CITIC Group Corporation Ltd.,  formerly the China International Trust Investment Corporation (CITIC), is a state-owned investment company of the People's Republic of China, established by Rong Yiren in 1979 with the approval of Deng Xiaoping.  Its headquarters are in Chaoyang District, Beijing. As of 2019, it is China's biggest state-run conglomerate with one of the largest pools of foreign assets in the world.

Businesses

Its initial aim was to "attract and utilize foreign capital, introduce advanced technologies, and adopt advanced and scientific international practice in operation and management." It now owns 44 subsidiaries including China CITIC Bank, CITIC Limited, CITIC Trust and CITIC Merchant (mainly banks) in China, Hong Kong, the United States, Canada, Australia and New Zealand.

History
CITIC Group was founded as the China International Trust Investment Corporation (; abb. CITIC), a Chinese state-owned enterprise in 1979. In the 1980s, Chinese government founded many for profit corporations, which CITIC was under the leadership of Rong Yiren, a former businessman and politician at that time, who chose to stay in the Mainland China in the 1950s after his family business was nationalized. His son, Larry Yung, was the former chairman of CITIC Group's listed subsidiary CITIC Pacific. Larry also led the Hong Kong office and parent company of CITIC Pacific since 1986; Larry became a Hong Kong-based businessman since 1978.

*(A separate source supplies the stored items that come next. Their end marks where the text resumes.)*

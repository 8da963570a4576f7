//! Queue and transfer scenarios.

use std::thread;

use ewe_coordination::transfer::expected_sum;
use ewe_coordination::{BatchedTransfer, BoundedQueue};

use crate::stress::{StressConfig, StressHarness, StressReport};

/// Runs every worker as a producer pushing `(thread_id, iteration)` into
/// one queue of `capacity` while a single consumer drains it.
///
/// Afterwards every item that was not received exactly once, and every
/// producer whose items arrived out of order, counts as a violation.
///
/// # Panics
///
/// Panics if the consumer thread panics.
#[must_use]
pub fn run_queue_stress(config: StressConfig, capacity: usize) -> StressReport {
    let queue = BoundedQueue::new(capacity);
    let thread_count = config.threads;

    let consumer_queue = queue.clone();
    let consumer = thread::spawn(move || {
        let mut last_seen = vec![None::<usize>; thread_count];
        let mut received = 0_usize;
        let mut violations = 0_usize;

        for (thread_id, iteration) in consumer_queue.drain() {
            if let Some(previous) = last_seen[thread_id] {
                if iteration <= previous {
                    violations += 1;
                }
            }
            last_seen[thread_id] = Some(iteration);
            received += 1;
        }
        (received, violations)
    });

    let report = StressHarness::new(config)
        .run(|thread_id, iteration| queue.push((thread_id, iteration)).is_ok());
    queue.close();

    let (received, violations) = consumer.join().expect("consumer thread panicked");
    let lost = report.completed.abs_diff(received);
    report.record_violations(violations + lost)
}

/// Runs a full batched transfer per operation, with a stream length that
/// varies with the iteration so the last batch is usually partial.
#[must_use]
pub fn run_transfer_stress(
    config: StressConfig,
    batch_size: usize,
    capacity: usize,
) -> StressReport {
    StressHarness::new(config).run(|thread_id, iteration| {
        let total = (thread_id * 31 + iteration * 7) as u64;

        match BatchedTransfer::batched(total, batch_size, capacity).run() {
            Ok(summary) => {
                let mut full_batches = summary.batch_sizes.iter().rev().skip(1);
                summary.sum == expected_sum(total)
                    && summary.items == total
                    && full_batches.all(|size| *size == batch_size)
            }
            Err(err) => {
                tracing::error!("transfer failed: {}", err);
                false
            }
        }
    })
}
use std::time::Duration;

use derive_more::derive::From;
use serde::de::DeserializeOwned;
use serde::{Deserialize, Serialize};

use crate::barrier::WaitStrategy;
use crate::transfer::BatchedTransfer;

#[derive(Debug, From)]
pub enum ConfigError {
    IOError(std::io::Error),

    DeserializationFailed(toml::de::Error),

    SerializationFailed(toml::ser::Error),

    #[from(ignore)]
    InvalidValue {
        key: &'static str,
        reason: &'static str,
    },
}

impl std::error::Error for ConfigError {}

impl core::fmt::Display for ConfigError {
    fn fmt(&self, f: &mut std::fmt::Formatter<'_>) -> std::fmt::Result {
        match self {
            ConfigError::InvalidValue { key, reason } => {
                write!(f, "ConfigError::InvalidValue({key}: {reason})")
            }
            _ => write!(f, "{self:?}"),
        }
    }
}

pub type ConfigResult<T> = std::result::Result<T, ConfigError>;

/// `from_path` reads a TOML file into any `serde::DeserializeOwned` type.
pub fn from_path<T, V>(target: V) -> ConfigResult<T>
where
    T: DeserializeOwned,
    V: Into<std::path::PathBuf>,
{
    let target_path = target.into();
    let config_content = std::fs::read_to_string(target_path)?;
    let config_obj: T = toml::from_str(&config_content)?;
    Ok(config_obj)
}

#[derive(Debug, Clone, PartialEq, Eq, Serialize, Deserialize)]
#[serde(default)]
pub struct QueueConfig {
    pub capacity: usize,
}

impl Default for QueueConfig {
    fn default() -> Self {
        Self { capacity: 100 }
    }
}

#[derive(Debug, Clone, PartialEq, Eq, Serialize, Deserialize)]
#[serde(default)]
pub struct TransferConfig {
    pub total_items: u64,
    pub batch_size: usize,
}

impl Default for TransferConfig {
    fn default() -> Self {
        Self {
            total_items: 50_000,
            batch_size: 500,
        }
    }
}

#[derive(Debug, Clone, PartialEq, Eq, Serialize, Deserialize)]
#[serde(default)]
pub struct RelayConfig {
    pub chain_length: usize,
}

impl Default for RelayConfig {
    fn default() -> Self {
        Self { chain_length: 100 }
    }
}

#[derive(Debug, Clone, PartialEq, Eq, Serialize, Deserialize)]
#[serde(default)]
pub struct MailboxConfig {
    pub exchanges: usize,
}

impl Default for MailboxConfig {
    fn default() -> Self {
        Self { exchanges: 10 }
    }
}

#[derive(Debug, Clone, Copy, PartialEq, Eq, Default, Serialize, Deserialize)]
#[serde(rename_all = "lowercase")]
pub enum StrategyKind {
    #[default]
    Spin,
    Blocking,
}

#[derive(Debug, Clone, PartialEq, Eq, Serialize, Deserialize)]
#[serde(default)]
pub struct BarrierConfig {
    pub task_count: usize,
    pub strategy: StrategyKind,
    pub backoff_micros: u64,
}

impl Default for BarrierConfig {
    fn default() -> Self {
        Self {
            task_count: 10,
            strategy: StrategyKind::Spin,
            backoff_micros: 1,
        }
    }
}

impl BarrierConfig {
    #[must_use]
    pub fn wait_strategy(&self) -> WaitStrategy {
        match self.strategy {
            StrategyKind::Spin => WaitStrategy::Spin {
                backoff: Duration::from_micros(self.backoff_micros),
            },
            StrategyKind::Blocking => WaitStrategy::Blocking,
        }
    }
}

/// `CoordinationConfig` holds the sizing parameters of every primitive.
///
/// Each section and key is optional in the TOML source and falls back to
/// its default.
///
/// ```toml
/// [queue]
/// capacity = 100
///
/// [transfer]
/// total_items = 50000
/// batch_size = 500
///
/// [relay]
/// chain_length = 100
///
/// [mailbox]
/// exchanges = 10
///
/// [barrier]
/// task_count = 10
/// strategy = "spin"
/// backoff_micros = 1
/// ```
#[derive(Debug, Clone, PartialEq, Eq, Default, Serialize, Deserialize)]
#[serde(default)]
pub struct CoordinationConfig {
    pub queue: QueueConfig,
    pub transfer: TransferConfig,
    pub relay: RelayConfig,
    pub mailbox: MailboxConfig,
    pub barrier: BarrierConfig,
}

impl CoordinationConfig {
    /// `from_path` loads and validates a config file.
    pub fn from_path<V: Into<std::path::PathBuf>>(target: V) -> ConfigResult<Self> {
        let config: Self = from_path(target)?;
        config.validate()?;
        Ok(config)
    }

    pub fn from_toml_str(content: &str) -> ConfigResult<Self> {
        let config: Self = toml::from_str(content)?;
        config.validate()?;
        Ok(config)
    }

    pub fn to_toml_string(&self) -> ConfigResult<String> {
        Ok(toml::to_string(self)?)
    }

    /// `validate` checks every count is positive; `total_items` may be 0.
    pub fn validate(&self) -> ConfigResult<()> {
        let positives = [
            ("queue.capacity", self.queue.capacity),
            ("transfer.batch_size", self.transfer.batch_size),
            ("relay.chain_length", self.relay.chain_length),
            ("mailbox.exchanges", self.mailbox.exchanges),
            ("barrier.task_count", self.barrier.task_count),
        ];

        for (key, value) in positives {
            if value == 0 {
                return Err(ConfigError::InvalidValue {
                    key,
                    reason: "must be at least 1",
                });
            }
        }
        Ok(())
    }

    #[must_use]
    pub fn batched_transfer(&self) -> BatchedTransfer {
        BatchedTransfer::batched(
            self.transfer.total_items,
            self.transfer.batch_size,
            self.queue.capacity,
        )
    }

    #[must_use]
    pub fn plain_transfer(&self) -> BatchedTransfer {
        BatchedTransfer::plain(self.transfer.total_items, self.queue.capacity)
    }
}

#[cfg(test)]
mod test_config {
    use super::*;
    use crate::transfer::TransferMode;

    #[test]
    fn empty_source_uses_defaults() {
        let config = CoordinationConfig::from_toml_str("").expect("should parse");
        assert_eq!(config, CoordinationConfig::default());
        assert_eq!(config.queue.capacity, 100);
        assert_eq!(config.relay.chain_length, 100);
    }

    #[test]
    fn partial_sections_keep_remaining_defaults() {
        let config = CoordinationConfig::from_toml_str(
            r#"
            [transfer]
            batch_size = 5

            [barrier]
            strategy = "blocking"
            "#,
        )
        .expect("should parse");

        assert_eq!(config.transfer.batch_size, 5);
        assert_eq!(config.transfer.total_items, 50_000);
        assert_eq!(config.barrier.wait_strategy(), WaitStrategy::Blocking);
        assert_eq!(
            config.batched_transfer().mode(),
            TransferMode::Batched { batch_size: 5 }
        );
    }

    #[test]
    fn spin_strategy_carries_backoff() {
        let config = CoordinationConfig::from_toml_str(
            r"
            [barrier]
            backoff_micros = 25
            ",
        )
        .expect("should parse");

        assert_eq!(
            config.barrier.wait_strategy(),
            WaitStrategy::Spin {
                backoff: Duration::from_micros(25)
            }
        );
    }

    #[test]
    fn rejects_zero_counts() {
        let err = CoordinationConfig::from_toml_str(
            r"
            [relay]
            chain_length = 0
            ",
        )
        .expect_err("should reject");

        assert!(matches!(
            err,
            ConfigError::InvalidValue {
                key: "relay.chain_length",
                ..
            }
        ));
    }

    #[test]
    fn rejects_malformed_toml() {
        let err =
            CoordinationConfig::from_toml_str("[queue\ncapacity = ").expect_err("should fail");
        assert!(matches!(err, ConfigError::DeserializationFailed(_)));
    }

    #[test]
    fn survives_toml_round_trip() {
        let mut config = CoordinationConfig::default();
        config.mailbox.exchanges = 42;
        config.barrier.strategy = StrategyKind::Blocking;

        let content = config.to_toml_string().expect("should serialize");
        let parsed = CoordinationConfig::from_toml_str(&content).expect("should parse");

        assert_eq!(parsed, config);
    }
}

CITIC Group headquarters was based in Beijing; Hong Kong office was formally opened in 1985. The Mainland-based CITIC Bank was founded by the group in 1984. The group also acquired 12.5% stake of the Hong Kong flag carrier Cathay Pacific in 1987, and became a member of a shareholders' agreement in 2006; the stake was sold to fellow state-owned company Air China in 2009. The group also acquired Hong Kong-based Ka Wah Bank in 1986. In 1990, the group also absorbed some of the subsidiaries of another state-owned company, . Other notable acquisitions included 38.3% stake of another airline Dragonair, 20% stake of Hong Kong Telecom, etc.

CITIC also acquired a Hong Kong listed company and renamed to CITIC Pacific in the 1990s. Part of the assets of the group were injected into the listed company as reverse IPO, including the stake of aforementioned Cathay Pacific. A full reverse IPO took place in 2014.

2000s

Its subsidiary, CITIC Pacific (, now known as CITIC Limited), made unauthorized bets on the foreign currency market in October 2008 and lost HK$14.7 billion (US$1.9 billion, when accounted for in mark-to-market terms). Senior executives such as Financial Controller Chau Chi-Yin and Group Finance Director Leslie Chang resigned. Its stock price plunged 55.1 percent upon the resumption of trade.

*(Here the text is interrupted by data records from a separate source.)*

// Implements a two-condition monitor usable across threads.

use std::sync::{Condvar, Mutex, MutexGuard};
use std::time::Duration;

/// `Condition` names one of the two wait queues of a [`Monitor`].
#[derive(Clone, Copy, Debug, PartialEq, Eq)]
pub enum Condition {
    /// Signalled when room becomes available in the guarded state.
    NotFull,

    /// Signalled when a value becomes available in the guarded state.
    NotEmpty,
}

/// `Monitor` pairs one exclusive lock over some state `S` with two
/// wait queues, [`Condition::NotFull`] and [`Condition::NotEmpty`].
///
/// Waiters always re-check their predicate after waking up so a
/// spurious wakeup or a stolen notification never breaks the caller's
/// invariant. Notifications wake a single waiter unless
/// [`Monitor::notify_all`] is used.
pub struct Monitor<S> {
    state: Mutex<S>,
    not_full: Condvar,
    not_empty: Condvar,
}

impl<S> Monitor<S> {
    pub fn new(state: S) -> Self {
        Self {
            state: Mutex::new(state),
            not_full: Condvar::new(),
            not_empty: Condvar::new(),
        }
    }

    fn condvar(&self, condition: Condition) -> &Condvar {
        match condition {
            Condition::NotFull => &self.not_full,
            Condition::NotEmpty => &self.not_empty,
        }
    }

    /// `enter` acquires the monitor's lock.
    ///
    /// A poisoned lock is recovered: every state transition done under
    /// the lock completes before control returns to user code.
    pub fn enter(&self) -> MutexGuard<'_, S> {
        match self.state.lock() {
            Ok(guard) => guard,
            Err(poisoned) => poisoned.into_inner(),
        }
    }

    /// `wait_while` blocks on `condition` for as long as `predicate`
    /// holds for the guarded state, returning the re-acquired guard.
    pub fn wait_while<'a, F>(
        &self,
        guard: MutexGuard<'a, S>,
        condition: Condition,
        predicate: F,
    ) -> MutexGuard<'a, S>
    where
        F: FnMut(&mut S) -> bool,
    {
        match self.condvar(condition).wait_while(guard, predicate) {
            Ok(guard) => guard,
            Err(poisoned) => poisoned.into_inner(),
        }
    }

    /// `wait_timeout_while` behaves like [`Monitor::wait_while`] but gives
    /// up after `timeout`. The returned flag is true when the wait ended
    /// because the timeout elapsed with the predicate still holding.
    pub fn wait_timeout_while<'a, F>(
        &self,
        guard: MutexGuard<'a, S>,
        condition: Condition,
        timeout: Duration,
        predicate: F,
    ) -> (MutexGuard<'a, S>, bool)
    where
        F: FnMut(&mut S) -> bool,
    {
        let (guard, result) = match self
            .condvar(condition)
            .wait_timeout_while(guard, timeout, predicate)
        {
            Ok(inner) => inner,
            Err(poisoned) => poisoned.into_inner(),
        };
        (guard, result.timed_out())
    }

    /// `notify` wakes a single waiter blocked on `condition`.
    pub fn notify(&self, condition: Condition) {
        self.condvar(condition).notify_one();
    }

    /// `notify_all` wakes every waiter blocked on `condition`.
    pub fn notify_all(&self, condition: Condition) {
        self.condvar(condition).notify_all();
    }
}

CITIC Group injected most of their assets to CITIC Limited in 2014. However, CITIC Guoan Group was excluded, which was recapitalized by other private capital.

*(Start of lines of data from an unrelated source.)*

//! Stress harness running one operation from many threads at once.

use core::time::Duration;
use std::sync::atomic::{AtomicUsize, Ordering};
use std::thread;
use std::time::Instant;

/// Shape of a stress run: `threads` workers performing `iterations`
/// operations each, optionally cut short once `deadline` has elapsed.
#[derive(Debug, Clone, Copy, PartialEq, Eq)]
pub struct StressConfig {
    pub threads: usize,
    pub iterations: usize,
    pub deadline: Option<Duration>,
}

impl StressConfig {
    #[must_use]
    pub const fn new(threads: usize, iterations: usize) -> Self {
        Self {
            threads,
            iterations,
            deadline: None,
        }
    }

    #[must_use]
    pub const fn with_deadline(mut self, deadline: Duration) -> Self {
        self.deadline = Some(deadline);
        self
    }
}

/// What a stress run observed.
///
/// `rejected` counts operations that answered `false` while the workers
/// ran; `violations` counts broken promises (lost items, reordering)
/// found by verifying the primitive after the workers finished.
#[derive(Debug, Clone, PartialEq)]
pub struct StressReport {
    pub completed: usize,
    pub rejected: usize,
    pub violations: usize,
    pub elapsed: Duration,
    pub threads: usize,
}

impl StressReport {
    #[must_use]
    pub const fn operations(&self) -> usize {
        self.completed + self.rejected
    }

    #[must_use]
    #[allow(clippy::cast_precision_loss)]
    pub fn throughput(&self) -> f64 {
        let secs = self.elapsed.as_secs_f64();
        if secs == 0.0 {
            0.0
        } else {
            self.operations() as f64 / secs
        }
    }

    #[must_use]
    pub const fn record_violations(mut self, count: usize) -> Self {
        self.violations += count;
        self
    }

    #[must_use]
    pub const fn is_clean(&self) -> bool {
        self.rejected == 0 && self.violations == 0
    }
}

/// `StressHarness` runs an operation from `threads` scoped workers.
pub struct StressHarness {
    config: StressConfig,
}

impl StressHarness {
    #[must_use]
    pub const fn new(config: StressConfig) -> Self {
        Self { config }
    }

    /// Runs `operation(thread_id, iteration)` from every worker and
    /// counts the `true`/`false` answers.
    ///
    /// Workers run on scoped threads, so `operation` may borrow from the
    /// caller's stack.
    ///
    /// # Examples
    ///
    /// ```
    /// use ewe_coordination::BoundedQueue;
    /// use ewe_coordination_testing::stress::{StressConfig, StressHarness};
    ///
    /// let queue = BoundedQueue::new(1024);
    /// let report = StressHarness::new(StressConfig::new(4, 100))
    ///     .run(|thread_id, iteration| queue.push((thread_id, iteration)).is_ok());
    ///
    /// assert_eq!(report.completed, 400);
    /// assert_eq!(queue.len(), 400);
    /// ```
    ///
    /// # Panics
    ///
    /// Panics if a worker thread panics.
    pub fn run<F>(&self, operation: F) -> StressReport
    where
        F: Fn(usize, usize) -> bool + Sync,
    {
        let StressConfig {
            threads,
            iterations,
            deadline,
        } = self.config;
        let start = Instant::now();
        let completed = AtomicUsize::new(0);
        let rejected = AtomicUsize::new(0);

        thread::scope(|scope| {
            for thread_id in 0..threads {
                let operation = &operation;
                let completed = &completed;
                let rejected = &rejected;

                scope.spawn(move || {
                    for iteration in 0..iterations {
                        if deadline.is_some_and(|limit| start.elapsed() >= limit) {
                            break;
                        }

                        let counter = if operation(thread_id, iteration) {
                            completed
                        } else {
                            rejected
                        };
                        counter.fetch_add(1, Ordering::Relaxed);
                    }
                });
            }
        });

        let report = StressReport {
            completed: completed.into_inner(),
            rejected: rejected.into_inner(),
            violations: 0,
            elapsed: start.elapsed(),
            threads,
        };

        tracing::debug!(
            "StressHarness: {} ok / {} rejected on {} threads, {:.0} ops/s",
            report.completed,
            report.rejected,
            report.threads,
            report.throughput()
        );
        report
    }
}
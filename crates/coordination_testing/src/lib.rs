//! Stress testing infrastructure for the `ewe_coordination` primitives.
//!
//! This crate provides:
//! - **Stress harness**: many scoped threads hammering one operation
//! - **Scenarios**: queue, transfer, relay, mailbox and barrier runs that
//!   verify ordering and conservation afterwards
//! - **Criterion benchmarks**: plain vs batched transfer, spin vs blocking
//!   barrier
//!
//! # Examples
//!
//! ```rust
//! use ewe_coordination_testing::scenarios::run_queue_stress;
//! use ewe_coordination_testing::stress::StressConfig;
//!
//! let report = run_queue_stress(StressConfig::new(4, 250), 8);
//!
//! assert_eq!(report.completed, 1000);
//! assert!(report.is_clean());
//! ```

#![warn(clippy::all)]
#![warn(clippy::pedantic)]
#![allow(clippy::module_name_repetitions)]

pub mod scenarios;
pub mod stress;

pub use stress::{StressConfig, StressHarness, StressReport};
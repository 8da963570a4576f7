//! Stress tests for the coordination primitives under contention.
//!
//! These runs use enough threads and iterations to shake out lost
//! wakeups and ordering bugs while staying quick on a laptop.

use std::sync::atomic::{AtomicUsize, Ordering};
use std::time::Duration;

use ewe_coordination::WaitStrategy;
use ewe_coordination_testing::scenarios::{
    run_barrier_stress, run_mailbox_stress, run_queue_stress, run_relay_stress,
    run_transfer_stress,
};
use ewe_coordination_testing::stress::{StressConfig, StressHarness, StressReport};
use serial_test::serial;
use tracing_test::traced_test;

#[test]
fn test_stress_harness_counts_every_operation() {
    let counter = AtomicUsize::new(0);
    let report = StressHarness::new(StressConfig::new(3, 50)).run(|_thread_id, iteration| {
        counter.fetch_add(1, Ordering::Relaxed);
        iteration % 10 != 0
    });

    assert_eq!(counter.load(Ordering::Relaxed), 150);
    assert_eq!(report.operations(), 150);
    assert_eq!(report.rejected, 15);
    assert_eq!(report.violations, 0);
    assert_eq!(report.threads, 3);
    assert!(!report.is_clean());
}

#[test]
#[ntest::timeout(10000)]
fn test_stress_harness_honours_deadline() {
    let config = StressConfig::new(2, usize::MAX).with_deadline(Duration::from_millis(50));

    let report = StressHarness::new(config).run(|_thread_id, _iteration| {
        std::thread::sleep(Duration::from_millis(1));
        true
    });

    assert!(report.completed > 0);
    assert!(report.operations() < 1_000);
}

#[test]
fn test_stress_report_separates_rejections_from_violations() {
    let report = StressReport {
        completed: 100,
        rejected: 0,
        violations: 0,
        elapsed: Duration::from_secs(2),
        threads: 4,
    };

    assert!((report.throughput() - 50.0).abs() < f64::EPSILON);
    assert!(report.is_clean());

    let report = report.record_violations(3);
    assert_eq!(report.violations, 3);
    assert_eq!(report.operations(), 100);
    assert!(!report.is_clean());
}

#[test]
#[serial]
#[ntest::timeout(30000)]
fn test_queue_under_contention_keeps_per_producer_order() {
    for capacity in [1, 4, 64] {
        let report = run_queue_stress(StressConfig::new(8, 500), capacity);

        assert_eq!(report.completed, 4_000);
        assert!(report.is_clean(), "violations at capacity {capacity}");
    }
}

#[test]
#[serial]
#[ntest::timeout(60000)]
fn test_transfers_conserve_values_under_contention() {
    let report = run_transfer_stress(StressConfig::new(4, 25), 5, 2);

    assert_eq!(report.completed, 100);
    assert!(report.is_clean());
}

#[test]
#[serial]
#[ntest::timeout(60000)]
fn test_relay_chains_under_contention() {
    let report = run_relay_stress(StressConfig::new(4, 20), 32);

    assert_eq!(report.completed, 80);
    assert!(report.is_clean());
}

#[test]
#[serial]
#[ntest::timeout(30000)]
fn test_mailboxes_never_lose_or_duplicate() {
    let report = run_mailbox_stress(StressConfig::new(6, 1_000));

    assert_eq!(report.completed, 6_000);
    assert!(report.is_clean());
}

#[test]
#[serial]
#[ntest::timeout(60000)]
fn test_barrier_rounds_follow_index_order() {
    for strategy in [
        WaitStrategy::default(),
        WaitStrategy::Spin {
            backoff: Duration::ZERO,
        },
        WaitStrategy::Blocking,
    ] {
        let report = run_barrier_stress(StressConfig::new(6, 50), strategy);

        assert_eq!(report.completed, 300);
        assert!(report.is_clean(), "violations with {strategy:?}");
    }
}

#[test]
#[traced_test]
fn test_stress_harness_logs_summary() {
    let _ = StressHarness::new(StressConfig::new(1, 1)).run(|_, _| true);

    assert!(logs_contain("StressHarness: 1 ok / 0 rejected"));
}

In 2015, CITIC Group sold 10% stake of CITIC Limited to a joint-venture of Itochu and Charoen Pokphand for HK$34.4 billion (US$4.54 billion); the joint venture also subscribed new convertible preferred shares for HK$45.9 billion (or US$5.9 billion). It was reported it was the largest investment ever made by a Japanese general trading company. The transaction is also the largest acquisition in China by a Japanese company, and the largest investment by foreigners in a Chinese state-owned enterprise.

In 2016, CITIC Group ranked 156th among the Fortune Global 500, with an annual revenue of $55,938 million.

CITIC CEFC bond default 

In November 2016, CITIC CLSA acted as the sole bookrunner for CEFC Shanghai's US$250 bond issuance. CITIC CLSA hid from the market that the bond deal was only 60% subscribed at pricing.  It manipulated the bond price in the secondary market in an effort to offload the 100mm USD bond CITIC CLSA held on its balance sheet.

In May 2018, CITIC Group announced they would repay ca 450 million euros owed by CEFC Europe to finance and banking group J&T within days but since the debt was not paid a week later, J&T announced it had taken over shareholder rights and installed crisis management at CEFC Europe. Several days later, CEFC Shanghai defaulted on $327 million in bond payments, and offered to make the payments six months after the maturity date.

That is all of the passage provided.